ГЛАВА 5

Рождество — это любовь в действии. Всякий раз, когда мы любим, и всякий раз, когда мы отдаем — это Рождество. Дэйл Эванс


Холли


Самое худшее что может быть, когда вы ссоритесь с любимым человеком — это то, что вы не всегда можете отрицать его правоту. В каждой истории есть две стороны, верно? И в этом то и проблема, когда вы отчаянно рвете отношения.

«Не то, чтобы я не привыкла к ссорам», — рассуждаю я, выезжая на своей машине с подъездной дорожки, двигаясь медленно, чтобы не задеть машину Итана. — «Не прозвучало ничего, что не было бы сказано раньше».

Но от этого не легче, особенно когда какая-то часть меня знает, что он прав.

Итан хотел создать семью. Я тоже этого хотела. Черт возьми, я до сих пор хочу, вот только меня съедают сомнения. Его отец никогда не бросал его мать ради другой женщины. В отличии от меня, у Итана всегда была крыша над головой и забота двух любящих родителей. Я же, напротив, слушала, как мама плачет по ночам из-за разбитого сердца и финансовых проблем, думая, что я сплю. Если бы бабушки не было рядом, не уверена, что мама смогла бы встать на ноги после того, как отец бросил ее… нас.

Итан знал мои страхи, но в его идеалистическом мире ничто не могло нас сломить.

Какая ирония.

С другой стороны, Итан ненавидел свою работу. Я могла бы выразить большую поддержку. Возможно, должна была бы, но я не из тех, кто делает все наполовину. Есть разница между тем, чтобы продолжать томиться на работе, которую ты ненавидишь, и тем, чтобы снова оказаться безработным, уйти в никуда. И все же, увидев выражение боли на его лице, я чуть не расплакалась, и есть только один человек, с кем я могу поговорить, когда мне так плохо.

Закусочная «Кленовый лист» уже несколько десятилетий является одним из основных мест в городе. Необычная атмосфера пятидесятых привлекает горожан и случайных туристов, с красной крышей, столами и кабинками переполненными посетителями, полами в шашечку и, честное слово, настоящим музыкальным автоматом, стоящим в углу и горланящим хиты восьмидесятых и девяностых, она совсем не изменилась за все эти годы.
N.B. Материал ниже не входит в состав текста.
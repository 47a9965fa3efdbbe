//! Common test utilities for dirqueue integration tests
//!
//! This module provides:
//! - File queue configurations tuned for fast tests
//! - Helpers for opening queues and waiting on eventually-consistent state
//! - Log capture for failing tests

use dirqueue::{FileQueue, FileQueueConfig, Message, MessageQueue, QueueName, WatchMode};
use std::future::Future;
use std::path::Path;
use std::time::Duration;
use tempfile::TempDir;

/// Route `tracing` output through the test harness; `RUST_LOG` selects levels
#[allow(dead_code)]
pub fn init_logging() {
    let _ = tracing_subscriber::fmt()
        .with_env_filter(tracing_subscriber::EnvFilter::from_default_env())
        .with_test_writer()
        .try_init();
}

#[allow(dead_code)]
pub fn queue_name(name: &str) -> QueueName {
    QueueName::new(name.to_string()).expect("valid queue name")
}

/// File configuration with short lock back-off and fast polling
#[allow(dead_code)]
pub fn file_config(root: &Path) -> FileQueueConfig {
    FileQueueConfig {
        lock_retry_interval_ms: 2,
        poll_interval_ms: 50,
        watch_mode: WatchMode::Poll,
        ..FileQueueConfig::new(root)
    }
}

#[allow(dead_code)]
pub async fn open_file_queue(root: &TempDir, name: &str) -> FileQueue {
    FileQueue::open(queue_name(name), &file_config(root.path()))
        .await
        .expect("queue opens")
}

/// Poll `condition` every 20ms until it holds or `bound` elapses
#[allow(dead_code)]
pub async fn eventually<F, Fut>(bound: Duration, mut condition: F) -> bool
where
    F: FnMut() -> Fut,
    Fut: Future<Output = bool>,
{
    let deadline = tokio::time::Instant::now() + bound;
    loop {
        if condition().await {
            return true;
        }
        if tokio::time::Instant::now() >= deadline {
            return false;
        }
        tokio::time::sleep(Duration::from_millis(20)).await;
    }
}

/// Pull until a message is available or `bound` elapses
#[allow(dead_code)]
pub async fn pull_within(queue: &dyn MessageQueue, bound: Duration) -> Option<Message> {
    let deadline = tokio::time::Instant::now() + bound;
    loop {
        if let Some(message) = queue.pull().await.expect("pull succeeds") {
            return Some(message);
        }
        if tokio::time::Instant::now() >= deadline {
            return None;
        }
        tokio::time::sleep(Duration::from_millis(20)).await;
    }
}

/// Pull every currently available message without acknowledging it
#[allow(dead_code)]
pub async fn drain(queue: &dyn MessageQueue) -> Vec<Message> {
    let mut messages = Vec::new();
    while let Some(message) = queue.pull().await.expect("pull succeeds") {
        messages.push(message);
    }
    messages
}
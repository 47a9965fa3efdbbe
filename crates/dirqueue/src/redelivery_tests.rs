//! Tests for the redelivery scheduler.
//!
//! These run on a paused clock so visibility timeouts elapse instantly.

use super::*;
use std::sync::atomic::{AtomicU64, AtomicUsize, Ordering};
use std::time::Duration;

/// Target that records redelivered bodies and can fail a number of times first
#[derive(Default)]
struct RecordingTarget {
    bodies: tokio::sync::Mutex<Vec<String>>,
    failures_left: AtomicUsize,
    next_sequence: AtomicU64,
}

impl RecordingTarget {
    fn failing(times: usize) -> Self {
        Self {
            failures_left: AtomicUsize::new(times),
            ..Self::default()
        }
    }

    async fn bodies(&self) -> Vec<String> {
        self.bodies.lock().await.clone()
    }
}

#[async_trait]
impl RedeliveryTarget for RecordingTarget {
    async fn redeliver(&self, body: &str) -> Result<MessageHandle, QueueError> {
        if self.failures_left.load(Ordering::SeqCst) > 0 {
            self.failures_left.fetch_sub(1, Ordering::SeqCst);
            return Err(QueueError::LockTimeout {
                path: "test/.lock".to_string(),
                waited: Duration::from_secs(10),
            });
        }

        self.bodies.lock().await.push(body.to_string());
        Ok(MessageHandle::from_parts(
            9,
            self.next_sequence.fetch_add(1, Ordering::SeqCst),
        ))
    }
}

fn message(sequence: u64, body: &str) -> Message {
    Message::new(MessageHandle::from_parts(0, sequence), body)
}

#[tokio::test(start_paused = true)]
async fn test_expired_message_is_redelivered_once() {
    let target = Arc::new(RecordingTarget::default());
    let scheduler = RedeliveryScheduler::spawn(target.clone());

    scheduler.arm(&message(0, "m"), Duration::from_secs(1));
    assert_eq!(scheduler.in_flight(), 1);

    tokio::time::sleep(Duration::from_secs(3)).await;

    assert_eq!(target.bodies().await, vec!["m".to_string()]);
    assert_eq!(scheduler.in_flight(), 0);
}

#[tokio::test(start_paused = true)]
async fn test_message_is_hidden_until_deadline() {
    let target = Arc::new(RecordingTarget::default());
    let scheduler = RedeliveryScheduler::spawn(target.clone());

    scheduler.arm(&message(0, "m"), Duration::from_secs(10));
    tokio::time::sleep(Duration::from_secs(5)).await;

    assert!(target.bodies().await.is_empty());
    assert_eq!(scheduler.in_flight(), 1);
}

#[tokio::test(start_paused = true)]
async fn test_cancel_before_deadline_prevents_redelivery() {
    let target = Arc::new(RecordingTarget::default());
    let scheduler = RedeliveryScheduler::spawn(target.clone());
    let pulled = message(0, "m");

    scheduler.arm(&pulled, Duration::from_secs(1));
    assert!(scheduler.cancel(&pulled.handle));
    assert!(!scheduler.cancel(&pulled.handle));

    tokio::time::sleep(Duration::from_secs(3)).await;
    assert!(target.bodies().await.is_empty());
}

#[tokio::test(start_paused = true)]
async fn test_cancel_after_expiry_is_too_late() {
    let target = Arc::new(RecordingTarget::default());
    let scheduler = RedeliveryScheduler::spawn(target.clone());
    let pulled = message(0, "m");

    scheduler.arm(&pulled, Duration::from_secs(1));
    tokio::time::sleep(Duration::from_secs(2)).await;

    assert!(!scheduler.cancel(&pulled.handle));
    assert_eq!(target.bodies().await.len(), 1);
}

#[tokio::test(start_paused = true)]
async fn test_unknown_handle_cancel_is_noop() {
    let target = Arc::new(RecordingTarget::default());
    let scheduler = RedeliveryScheduler::spawn(target);

    assert!(!scheduler.cancel(&MessageHandle::new("never-issued")));
}

#[tokio::test(start_paused = true)]
async fn test_deadlines_fire_independently() {
    let target = Arc::new(RecordingTarget::default());
    let scheduler = RedeliveryScheduler::spawn(target.clone());

    scheduler.arm(&message(0, "slow"), Duration::from_secs(5));
    scheduler.arm(&message(1, "fast"), Duration::from_secs(1));

    tokio::time::sleep(Duration::from_secs(2)).await;
    assert_eq!(target.bodies().await, vec!["fast".to_string()]);

    tokio::time::sleep(Duration::from_secs(4)).await;
    assert_eq!(
        target.bodies().await,
        vec!["fast".to_string(), "slow".to_string()]
    );
}

#[tokio::test(start_paused = true)]
async fn test_failed_redelivery_is_retried() {
    let target = Arc::new(RecordingTarget::failing(2));
    let scheduler = RedeliveryScheduler::spawn(target.clone());

    scheduler.arm(&message(0, "m"), Duration::from_secs(1));

    // First attempt at 1s, retries at 2s and 3s
    tokio::time::sleep(Duration::from_millis(2500)).await;
    assert!(target.bodies().await.is_empty());
    assert_eq!(scheduler.in_flight(), 1);

    tokio::time::sleep(Duration::from_secs(2)).await;
    assert_eq!(target.bodies().await, vec!["m".to_string()]);
    assert_eq!(scheduler.in_flight(), 0);
}

#[tokio::test(start_paused = true)]
async fn test_shutdown_discards_pending_redeliveries() {
    let target = Arc::new(RecordingTarget::default());
    let scheduler = RedeliveryScheduler::spawn(target.clone());

    scheduler.arm(&message(0, "a"), Duration::from_secs(1));
    scheduler.arm(&message(1, "b"), Duration::from_secs(1));

    assert_eq!(scheduler.shutdown().await, 2);
    tokio::time::sleep(Duration::from_secs(3)).await;

    assert!(target.bodies().await.is_empty());
    assert_eq!(scheduler.in_flight(), 0);
}

#[tokio::test(start_paused = true)]
async fn test_arm_after_shutdown_is_ignored() {
    let target = Arc::new(RecordingTarget::default());
    let scheduler = RedeliveryScheduler::spawn(target.clone());

    scheduler.shutdown().await;
    scheduler.arm(&message(0, "late"), Duration::from_secs(1));

    assert_eq!(scheduler.in_flight(), 0);
    tokio::time::sleep(Duration::from_secs(3)).await;
    assert!(target.bodies().await.is_empty());
}

#[tokio::test(start_paused = true)]
async fn test_oversized_timeout_is_capped() {
    let target = Arc::new(RecordingTarget::default());
    let scheduler = RedeliveryScheduler::spawn(target.clone());

    scheduler.arm(&message(0, "m"), Duration::MAX);
    assert_eq!(scheduler.in_flight(), 1);

    tokio::time::sleep(Duration::from_secs(MAX_VISIBILITY_TIMEOUT_SECS - 1)).await;
    assert!(target.bodies().await.is_empty());

    tokio::time::sleep(Duration::from_secs(2)).await;
    assert_eq!(target.bodies().await, vec!["m".to_string()]);
}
Как только я открываю дверь, меня встречает запах чего-то жаренного во фритюре и звуки песен Синди Лопер о сосульках, пирожных на завтрак и раннем рождественском утре. Обычно я с аппетитом накидываюсь на здешнюю еду, но тошнота, которую я испытывала раннее, возвращается с полной силой, и горячий шоколад грозит выйти наружу.

Расправив плечи, иду дальше. Проходя мимо пустующей стойки администратора, я замечаю маму за барной стойкой с посудной тряпкой в одной руке и молочным коктейлем в другой. Она в своей обычной рабочей одежде — джинсах и футболке, светлые волосы убраны назад, открывая лицо без морщин. Завтрак уже закончился, а обеденная толпа еще не прибыла, что меня вполне устраивает. Меньше всего мне хочется отрывать ее от работы.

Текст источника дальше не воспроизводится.